● **WORK INSTRUCTIONS**
For each line below that holds the word "await", make a copy.

● **SOURCE DATA**
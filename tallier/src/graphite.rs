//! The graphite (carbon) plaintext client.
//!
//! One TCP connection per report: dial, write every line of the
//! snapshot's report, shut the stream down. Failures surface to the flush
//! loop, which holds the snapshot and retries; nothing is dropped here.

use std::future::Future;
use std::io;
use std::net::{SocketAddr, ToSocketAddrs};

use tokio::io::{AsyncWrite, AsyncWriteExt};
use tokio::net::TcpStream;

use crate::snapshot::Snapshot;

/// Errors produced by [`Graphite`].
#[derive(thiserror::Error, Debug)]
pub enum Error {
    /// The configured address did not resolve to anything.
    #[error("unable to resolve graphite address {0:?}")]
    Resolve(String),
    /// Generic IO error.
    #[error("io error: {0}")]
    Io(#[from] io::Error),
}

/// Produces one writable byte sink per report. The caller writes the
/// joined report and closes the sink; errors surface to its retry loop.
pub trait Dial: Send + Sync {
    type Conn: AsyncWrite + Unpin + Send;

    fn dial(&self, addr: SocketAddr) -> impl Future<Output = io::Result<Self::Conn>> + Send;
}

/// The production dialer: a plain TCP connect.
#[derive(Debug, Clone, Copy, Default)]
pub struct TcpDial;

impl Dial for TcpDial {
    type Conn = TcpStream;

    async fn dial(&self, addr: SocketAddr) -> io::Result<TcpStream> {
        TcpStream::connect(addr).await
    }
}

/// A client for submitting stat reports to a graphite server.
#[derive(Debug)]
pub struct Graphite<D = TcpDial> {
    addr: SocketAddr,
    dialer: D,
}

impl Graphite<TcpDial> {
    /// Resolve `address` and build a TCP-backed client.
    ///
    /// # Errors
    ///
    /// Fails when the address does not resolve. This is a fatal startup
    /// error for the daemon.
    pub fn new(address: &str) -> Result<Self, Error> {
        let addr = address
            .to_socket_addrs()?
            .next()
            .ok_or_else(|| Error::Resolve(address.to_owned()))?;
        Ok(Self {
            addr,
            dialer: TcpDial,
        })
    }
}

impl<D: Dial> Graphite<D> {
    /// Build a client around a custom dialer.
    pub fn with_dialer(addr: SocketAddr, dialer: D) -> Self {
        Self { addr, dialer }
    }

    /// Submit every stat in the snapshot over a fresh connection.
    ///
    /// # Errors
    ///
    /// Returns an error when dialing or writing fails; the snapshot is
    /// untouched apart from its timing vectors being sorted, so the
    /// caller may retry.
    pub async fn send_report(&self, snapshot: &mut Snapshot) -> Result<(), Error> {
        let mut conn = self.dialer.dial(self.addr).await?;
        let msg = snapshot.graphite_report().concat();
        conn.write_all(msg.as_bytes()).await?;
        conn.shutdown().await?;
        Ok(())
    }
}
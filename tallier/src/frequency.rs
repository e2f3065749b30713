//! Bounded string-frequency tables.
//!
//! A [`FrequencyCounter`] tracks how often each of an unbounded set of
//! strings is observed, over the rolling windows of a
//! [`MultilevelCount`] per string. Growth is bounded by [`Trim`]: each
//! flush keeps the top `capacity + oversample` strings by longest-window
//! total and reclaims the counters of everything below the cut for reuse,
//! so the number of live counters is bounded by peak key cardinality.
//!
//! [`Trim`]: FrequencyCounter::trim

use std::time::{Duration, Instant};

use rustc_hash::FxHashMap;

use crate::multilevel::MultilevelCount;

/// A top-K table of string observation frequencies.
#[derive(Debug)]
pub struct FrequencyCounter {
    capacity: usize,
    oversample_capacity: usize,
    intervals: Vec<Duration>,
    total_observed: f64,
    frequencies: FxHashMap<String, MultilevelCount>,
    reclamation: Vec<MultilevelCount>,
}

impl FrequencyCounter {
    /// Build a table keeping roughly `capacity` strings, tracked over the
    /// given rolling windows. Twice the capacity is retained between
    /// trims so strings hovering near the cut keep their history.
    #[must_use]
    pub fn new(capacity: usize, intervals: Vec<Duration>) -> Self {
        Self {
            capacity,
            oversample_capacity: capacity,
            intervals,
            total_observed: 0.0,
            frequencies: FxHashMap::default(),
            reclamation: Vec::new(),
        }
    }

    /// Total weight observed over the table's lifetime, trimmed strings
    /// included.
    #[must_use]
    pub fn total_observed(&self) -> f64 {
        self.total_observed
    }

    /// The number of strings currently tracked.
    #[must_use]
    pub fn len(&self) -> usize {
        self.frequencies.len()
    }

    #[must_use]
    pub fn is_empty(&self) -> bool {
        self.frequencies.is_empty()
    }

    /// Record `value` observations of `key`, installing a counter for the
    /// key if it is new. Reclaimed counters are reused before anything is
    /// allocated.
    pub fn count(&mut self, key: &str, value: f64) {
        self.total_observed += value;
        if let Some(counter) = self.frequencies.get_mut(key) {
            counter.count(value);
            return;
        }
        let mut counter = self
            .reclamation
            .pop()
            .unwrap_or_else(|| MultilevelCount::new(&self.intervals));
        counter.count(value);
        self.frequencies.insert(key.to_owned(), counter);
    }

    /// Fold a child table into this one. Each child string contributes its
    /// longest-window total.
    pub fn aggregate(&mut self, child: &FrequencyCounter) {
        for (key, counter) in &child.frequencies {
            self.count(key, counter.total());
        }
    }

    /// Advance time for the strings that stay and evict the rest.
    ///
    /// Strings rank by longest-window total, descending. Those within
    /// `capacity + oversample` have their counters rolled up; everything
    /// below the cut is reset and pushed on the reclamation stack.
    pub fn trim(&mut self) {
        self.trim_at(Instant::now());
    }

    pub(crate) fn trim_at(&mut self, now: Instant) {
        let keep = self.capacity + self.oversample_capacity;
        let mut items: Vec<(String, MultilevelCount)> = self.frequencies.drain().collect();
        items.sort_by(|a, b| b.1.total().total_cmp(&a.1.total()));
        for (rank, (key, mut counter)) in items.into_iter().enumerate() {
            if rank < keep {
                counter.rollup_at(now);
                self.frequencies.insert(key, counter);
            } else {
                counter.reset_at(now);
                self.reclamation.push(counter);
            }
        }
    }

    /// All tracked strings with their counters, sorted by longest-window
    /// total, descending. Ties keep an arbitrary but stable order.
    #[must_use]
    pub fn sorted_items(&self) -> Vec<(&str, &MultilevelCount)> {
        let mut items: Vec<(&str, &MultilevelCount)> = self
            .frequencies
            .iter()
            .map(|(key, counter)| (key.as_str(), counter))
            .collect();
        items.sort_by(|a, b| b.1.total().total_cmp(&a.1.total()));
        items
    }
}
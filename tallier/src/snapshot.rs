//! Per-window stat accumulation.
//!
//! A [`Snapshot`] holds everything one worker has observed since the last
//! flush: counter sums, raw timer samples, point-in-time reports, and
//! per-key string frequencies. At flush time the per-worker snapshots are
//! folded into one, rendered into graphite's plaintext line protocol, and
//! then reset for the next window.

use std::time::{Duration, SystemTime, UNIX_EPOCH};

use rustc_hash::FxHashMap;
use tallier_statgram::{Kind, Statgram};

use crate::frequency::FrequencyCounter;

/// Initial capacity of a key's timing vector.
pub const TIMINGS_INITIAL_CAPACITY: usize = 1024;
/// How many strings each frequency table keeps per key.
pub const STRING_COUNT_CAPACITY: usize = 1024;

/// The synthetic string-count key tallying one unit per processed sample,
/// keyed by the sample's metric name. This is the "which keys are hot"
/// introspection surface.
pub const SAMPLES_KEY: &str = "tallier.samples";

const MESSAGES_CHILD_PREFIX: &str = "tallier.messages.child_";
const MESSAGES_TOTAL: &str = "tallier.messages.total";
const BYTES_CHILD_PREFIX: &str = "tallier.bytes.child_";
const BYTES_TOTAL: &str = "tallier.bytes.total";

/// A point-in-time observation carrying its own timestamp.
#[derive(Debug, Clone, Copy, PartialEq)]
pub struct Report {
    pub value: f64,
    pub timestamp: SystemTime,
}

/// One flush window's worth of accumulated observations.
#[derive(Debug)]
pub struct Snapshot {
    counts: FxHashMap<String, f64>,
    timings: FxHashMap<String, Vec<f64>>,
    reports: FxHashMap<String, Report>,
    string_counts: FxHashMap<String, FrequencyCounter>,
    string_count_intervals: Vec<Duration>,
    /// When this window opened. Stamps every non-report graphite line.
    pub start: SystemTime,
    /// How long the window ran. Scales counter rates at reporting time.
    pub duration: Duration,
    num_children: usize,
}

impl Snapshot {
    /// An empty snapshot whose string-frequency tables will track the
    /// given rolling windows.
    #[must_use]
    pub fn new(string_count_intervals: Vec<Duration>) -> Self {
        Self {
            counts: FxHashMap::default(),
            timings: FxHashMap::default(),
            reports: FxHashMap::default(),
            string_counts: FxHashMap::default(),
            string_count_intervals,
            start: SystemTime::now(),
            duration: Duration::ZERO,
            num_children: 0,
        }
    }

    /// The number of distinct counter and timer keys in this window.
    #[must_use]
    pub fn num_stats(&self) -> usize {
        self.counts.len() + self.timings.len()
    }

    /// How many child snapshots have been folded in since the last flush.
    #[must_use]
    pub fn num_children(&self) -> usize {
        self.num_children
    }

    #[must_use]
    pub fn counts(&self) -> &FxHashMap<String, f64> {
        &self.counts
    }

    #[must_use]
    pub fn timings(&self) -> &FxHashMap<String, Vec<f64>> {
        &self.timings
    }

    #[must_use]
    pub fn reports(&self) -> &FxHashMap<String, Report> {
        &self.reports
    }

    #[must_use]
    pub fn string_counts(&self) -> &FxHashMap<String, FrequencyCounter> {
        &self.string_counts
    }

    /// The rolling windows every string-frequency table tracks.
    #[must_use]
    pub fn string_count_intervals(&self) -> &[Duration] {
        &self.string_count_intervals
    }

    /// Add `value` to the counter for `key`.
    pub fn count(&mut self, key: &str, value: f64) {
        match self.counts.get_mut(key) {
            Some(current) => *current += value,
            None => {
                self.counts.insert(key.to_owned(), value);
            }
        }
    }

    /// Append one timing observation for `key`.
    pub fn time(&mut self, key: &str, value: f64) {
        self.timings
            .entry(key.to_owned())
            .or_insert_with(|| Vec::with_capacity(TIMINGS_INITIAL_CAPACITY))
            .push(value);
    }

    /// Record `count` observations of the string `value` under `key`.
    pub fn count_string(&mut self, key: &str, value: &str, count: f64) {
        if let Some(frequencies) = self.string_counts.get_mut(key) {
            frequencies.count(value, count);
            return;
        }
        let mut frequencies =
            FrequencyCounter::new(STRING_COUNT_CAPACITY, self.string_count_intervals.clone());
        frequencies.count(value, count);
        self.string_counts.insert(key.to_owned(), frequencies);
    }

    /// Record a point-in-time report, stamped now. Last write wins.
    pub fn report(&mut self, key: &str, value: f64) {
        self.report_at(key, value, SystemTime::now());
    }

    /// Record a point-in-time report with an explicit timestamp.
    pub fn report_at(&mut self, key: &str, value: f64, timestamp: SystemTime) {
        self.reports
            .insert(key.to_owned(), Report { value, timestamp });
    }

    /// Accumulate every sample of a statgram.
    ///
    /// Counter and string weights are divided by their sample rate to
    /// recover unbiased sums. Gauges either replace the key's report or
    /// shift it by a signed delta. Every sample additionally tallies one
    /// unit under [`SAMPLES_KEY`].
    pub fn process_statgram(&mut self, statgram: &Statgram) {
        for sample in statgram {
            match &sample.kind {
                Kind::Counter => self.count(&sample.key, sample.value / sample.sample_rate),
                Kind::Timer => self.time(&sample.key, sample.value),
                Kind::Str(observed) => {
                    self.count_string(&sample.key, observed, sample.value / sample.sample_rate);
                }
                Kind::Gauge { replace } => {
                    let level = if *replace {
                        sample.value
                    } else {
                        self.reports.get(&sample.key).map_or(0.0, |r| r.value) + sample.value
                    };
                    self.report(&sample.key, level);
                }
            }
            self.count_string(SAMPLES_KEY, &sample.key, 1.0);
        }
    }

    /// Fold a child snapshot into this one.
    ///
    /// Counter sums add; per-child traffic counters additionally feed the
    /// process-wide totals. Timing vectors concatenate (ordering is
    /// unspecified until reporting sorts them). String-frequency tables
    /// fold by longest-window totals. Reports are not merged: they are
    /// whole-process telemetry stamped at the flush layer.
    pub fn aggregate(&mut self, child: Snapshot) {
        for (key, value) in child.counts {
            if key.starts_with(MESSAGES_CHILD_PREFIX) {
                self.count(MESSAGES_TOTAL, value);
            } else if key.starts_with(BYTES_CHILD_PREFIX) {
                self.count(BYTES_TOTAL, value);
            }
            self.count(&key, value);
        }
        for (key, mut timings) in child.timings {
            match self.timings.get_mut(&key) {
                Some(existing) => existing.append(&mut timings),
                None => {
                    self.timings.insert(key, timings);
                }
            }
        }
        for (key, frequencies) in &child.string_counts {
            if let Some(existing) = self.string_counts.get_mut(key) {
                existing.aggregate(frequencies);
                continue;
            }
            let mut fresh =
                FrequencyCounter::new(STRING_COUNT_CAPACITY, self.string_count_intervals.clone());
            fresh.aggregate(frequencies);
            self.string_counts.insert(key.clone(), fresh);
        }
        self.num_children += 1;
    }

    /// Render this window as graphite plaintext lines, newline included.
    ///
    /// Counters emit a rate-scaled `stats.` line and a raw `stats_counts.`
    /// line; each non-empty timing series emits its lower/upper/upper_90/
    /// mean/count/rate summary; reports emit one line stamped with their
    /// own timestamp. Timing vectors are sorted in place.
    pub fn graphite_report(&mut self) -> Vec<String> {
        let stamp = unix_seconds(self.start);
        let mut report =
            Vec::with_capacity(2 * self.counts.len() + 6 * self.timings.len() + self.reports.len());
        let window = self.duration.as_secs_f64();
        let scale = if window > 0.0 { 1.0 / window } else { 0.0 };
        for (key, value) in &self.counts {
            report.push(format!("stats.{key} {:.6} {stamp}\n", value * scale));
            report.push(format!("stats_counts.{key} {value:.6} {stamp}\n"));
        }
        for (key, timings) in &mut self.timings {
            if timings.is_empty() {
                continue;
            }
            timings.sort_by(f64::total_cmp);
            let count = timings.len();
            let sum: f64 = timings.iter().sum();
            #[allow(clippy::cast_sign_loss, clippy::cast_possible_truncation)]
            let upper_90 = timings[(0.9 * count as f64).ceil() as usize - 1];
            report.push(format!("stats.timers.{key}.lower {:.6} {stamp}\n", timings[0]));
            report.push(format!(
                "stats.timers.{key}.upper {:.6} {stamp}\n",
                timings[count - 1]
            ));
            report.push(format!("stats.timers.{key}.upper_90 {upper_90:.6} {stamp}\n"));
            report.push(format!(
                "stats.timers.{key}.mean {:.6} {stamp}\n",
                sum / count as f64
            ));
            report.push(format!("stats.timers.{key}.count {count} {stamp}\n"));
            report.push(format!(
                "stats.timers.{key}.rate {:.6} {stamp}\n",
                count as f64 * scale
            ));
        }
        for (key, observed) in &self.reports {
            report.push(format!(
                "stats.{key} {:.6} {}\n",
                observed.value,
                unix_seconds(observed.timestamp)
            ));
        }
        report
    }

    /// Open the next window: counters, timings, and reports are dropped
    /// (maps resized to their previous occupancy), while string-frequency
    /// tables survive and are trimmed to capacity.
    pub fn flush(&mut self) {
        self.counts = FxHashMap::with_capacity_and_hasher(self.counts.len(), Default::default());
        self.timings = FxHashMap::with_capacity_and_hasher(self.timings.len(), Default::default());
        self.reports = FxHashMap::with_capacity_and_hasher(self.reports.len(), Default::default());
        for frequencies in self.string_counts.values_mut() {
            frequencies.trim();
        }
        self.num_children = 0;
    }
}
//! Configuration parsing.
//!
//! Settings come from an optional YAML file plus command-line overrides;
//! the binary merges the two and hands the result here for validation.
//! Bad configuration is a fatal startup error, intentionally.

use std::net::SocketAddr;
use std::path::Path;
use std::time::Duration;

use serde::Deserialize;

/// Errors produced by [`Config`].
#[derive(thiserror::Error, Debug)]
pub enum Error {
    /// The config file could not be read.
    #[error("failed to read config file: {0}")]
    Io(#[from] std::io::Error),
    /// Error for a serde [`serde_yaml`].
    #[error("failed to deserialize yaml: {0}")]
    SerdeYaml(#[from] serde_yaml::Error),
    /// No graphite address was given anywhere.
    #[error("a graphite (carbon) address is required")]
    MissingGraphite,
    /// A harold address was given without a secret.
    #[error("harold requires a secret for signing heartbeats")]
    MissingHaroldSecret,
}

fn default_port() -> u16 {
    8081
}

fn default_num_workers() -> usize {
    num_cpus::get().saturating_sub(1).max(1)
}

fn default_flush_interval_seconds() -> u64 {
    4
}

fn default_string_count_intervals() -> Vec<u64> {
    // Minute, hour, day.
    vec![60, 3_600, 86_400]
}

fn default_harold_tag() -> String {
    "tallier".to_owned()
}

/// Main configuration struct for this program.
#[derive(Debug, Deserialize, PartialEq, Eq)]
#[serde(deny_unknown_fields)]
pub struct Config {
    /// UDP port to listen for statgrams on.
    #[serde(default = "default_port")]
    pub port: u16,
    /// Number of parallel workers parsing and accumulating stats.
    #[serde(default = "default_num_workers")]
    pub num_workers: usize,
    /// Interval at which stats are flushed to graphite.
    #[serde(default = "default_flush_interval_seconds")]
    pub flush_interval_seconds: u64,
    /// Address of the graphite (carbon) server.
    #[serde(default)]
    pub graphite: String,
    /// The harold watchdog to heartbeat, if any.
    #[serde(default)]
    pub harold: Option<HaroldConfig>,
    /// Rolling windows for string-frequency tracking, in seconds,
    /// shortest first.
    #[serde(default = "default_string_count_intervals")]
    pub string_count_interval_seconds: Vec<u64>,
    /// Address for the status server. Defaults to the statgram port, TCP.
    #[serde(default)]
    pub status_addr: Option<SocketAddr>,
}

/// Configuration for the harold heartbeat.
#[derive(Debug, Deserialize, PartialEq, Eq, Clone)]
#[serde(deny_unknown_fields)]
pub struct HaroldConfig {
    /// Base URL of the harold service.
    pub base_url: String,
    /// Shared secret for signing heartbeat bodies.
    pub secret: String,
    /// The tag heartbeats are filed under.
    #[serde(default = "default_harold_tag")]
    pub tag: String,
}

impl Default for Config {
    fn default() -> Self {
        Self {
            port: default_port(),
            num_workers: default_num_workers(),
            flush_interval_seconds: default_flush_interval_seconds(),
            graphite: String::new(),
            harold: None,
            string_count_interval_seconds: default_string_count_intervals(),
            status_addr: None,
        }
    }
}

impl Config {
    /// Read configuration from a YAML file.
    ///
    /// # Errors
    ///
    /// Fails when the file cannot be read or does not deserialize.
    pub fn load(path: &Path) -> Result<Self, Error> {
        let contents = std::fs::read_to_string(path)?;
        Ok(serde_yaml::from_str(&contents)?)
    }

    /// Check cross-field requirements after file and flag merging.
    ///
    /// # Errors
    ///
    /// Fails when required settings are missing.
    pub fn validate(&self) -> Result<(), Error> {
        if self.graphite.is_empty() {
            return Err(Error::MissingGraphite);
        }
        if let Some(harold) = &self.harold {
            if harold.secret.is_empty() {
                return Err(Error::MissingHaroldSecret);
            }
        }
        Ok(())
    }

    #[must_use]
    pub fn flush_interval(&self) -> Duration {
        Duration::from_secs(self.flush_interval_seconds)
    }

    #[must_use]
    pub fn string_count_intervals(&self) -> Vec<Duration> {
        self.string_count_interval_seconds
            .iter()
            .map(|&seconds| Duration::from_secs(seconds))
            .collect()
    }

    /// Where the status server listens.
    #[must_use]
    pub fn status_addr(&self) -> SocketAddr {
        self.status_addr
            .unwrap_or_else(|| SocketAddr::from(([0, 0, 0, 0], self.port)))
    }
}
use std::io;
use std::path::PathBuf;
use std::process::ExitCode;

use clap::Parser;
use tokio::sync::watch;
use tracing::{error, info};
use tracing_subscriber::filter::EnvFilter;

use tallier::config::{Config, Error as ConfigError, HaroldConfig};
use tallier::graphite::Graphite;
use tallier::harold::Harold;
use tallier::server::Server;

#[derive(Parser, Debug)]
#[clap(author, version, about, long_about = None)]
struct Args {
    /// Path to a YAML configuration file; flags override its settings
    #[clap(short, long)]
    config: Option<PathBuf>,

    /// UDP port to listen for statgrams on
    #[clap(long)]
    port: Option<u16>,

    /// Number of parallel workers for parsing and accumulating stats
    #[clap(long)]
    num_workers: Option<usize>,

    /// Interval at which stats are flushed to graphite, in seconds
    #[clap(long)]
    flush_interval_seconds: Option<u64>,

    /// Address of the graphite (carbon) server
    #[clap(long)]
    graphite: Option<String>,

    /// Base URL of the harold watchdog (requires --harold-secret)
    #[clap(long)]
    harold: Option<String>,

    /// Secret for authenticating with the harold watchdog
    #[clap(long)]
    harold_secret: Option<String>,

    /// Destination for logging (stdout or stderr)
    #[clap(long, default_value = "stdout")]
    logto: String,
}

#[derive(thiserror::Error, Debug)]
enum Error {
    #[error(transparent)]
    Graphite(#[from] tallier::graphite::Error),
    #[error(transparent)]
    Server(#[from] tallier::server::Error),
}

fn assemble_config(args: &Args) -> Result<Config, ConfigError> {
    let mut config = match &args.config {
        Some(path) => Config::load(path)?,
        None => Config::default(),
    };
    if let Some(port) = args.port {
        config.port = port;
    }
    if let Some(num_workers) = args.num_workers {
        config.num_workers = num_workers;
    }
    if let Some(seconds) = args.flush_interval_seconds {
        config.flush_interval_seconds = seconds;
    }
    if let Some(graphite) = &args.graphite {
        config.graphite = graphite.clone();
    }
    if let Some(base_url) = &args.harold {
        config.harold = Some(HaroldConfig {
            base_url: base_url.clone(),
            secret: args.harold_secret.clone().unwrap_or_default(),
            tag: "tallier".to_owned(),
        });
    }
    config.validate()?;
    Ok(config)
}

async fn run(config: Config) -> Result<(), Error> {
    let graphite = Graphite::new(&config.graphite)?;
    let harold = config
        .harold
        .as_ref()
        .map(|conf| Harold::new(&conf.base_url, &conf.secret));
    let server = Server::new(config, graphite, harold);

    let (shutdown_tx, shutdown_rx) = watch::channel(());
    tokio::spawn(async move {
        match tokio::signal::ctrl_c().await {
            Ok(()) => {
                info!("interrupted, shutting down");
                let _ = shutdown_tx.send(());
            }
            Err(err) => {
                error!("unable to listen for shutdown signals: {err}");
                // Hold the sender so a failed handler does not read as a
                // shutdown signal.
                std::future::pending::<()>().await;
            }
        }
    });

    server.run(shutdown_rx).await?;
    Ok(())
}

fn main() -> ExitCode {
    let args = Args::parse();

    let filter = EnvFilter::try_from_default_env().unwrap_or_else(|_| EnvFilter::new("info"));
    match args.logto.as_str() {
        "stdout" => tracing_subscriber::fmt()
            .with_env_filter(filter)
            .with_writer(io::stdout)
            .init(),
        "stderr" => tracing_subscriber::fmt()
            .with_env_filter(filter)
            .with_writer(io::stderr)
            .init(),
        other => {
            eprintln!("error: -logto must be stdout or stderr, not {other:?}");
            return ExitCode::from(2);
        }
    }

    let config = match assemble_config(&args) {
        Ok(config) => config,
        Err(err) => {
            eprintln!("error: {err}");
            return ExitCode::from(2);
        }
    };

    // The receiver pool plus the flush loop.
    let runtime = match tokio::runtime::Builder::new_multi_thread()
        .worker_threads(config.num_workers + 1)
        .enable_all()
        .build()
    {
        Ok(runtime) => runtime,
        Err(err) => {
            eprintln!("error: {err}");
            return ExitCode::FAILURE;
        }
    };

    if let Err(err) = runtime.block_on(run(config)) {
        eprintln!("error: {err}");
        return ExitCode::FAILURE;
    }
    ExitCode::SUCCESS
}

● **FINAL ANSWER**
        TcpStream::connect(addr).await
        let mut conn = self.dialer.dial(self.addr).await?;
        conn.write_all(msg.as_bytes()).await?;
        conn.shutdown().await?;
        match tokio::signal::ctrl_c().await {
                std::future::pending::<()>().await;
    server.run(shutdown_rx).await?;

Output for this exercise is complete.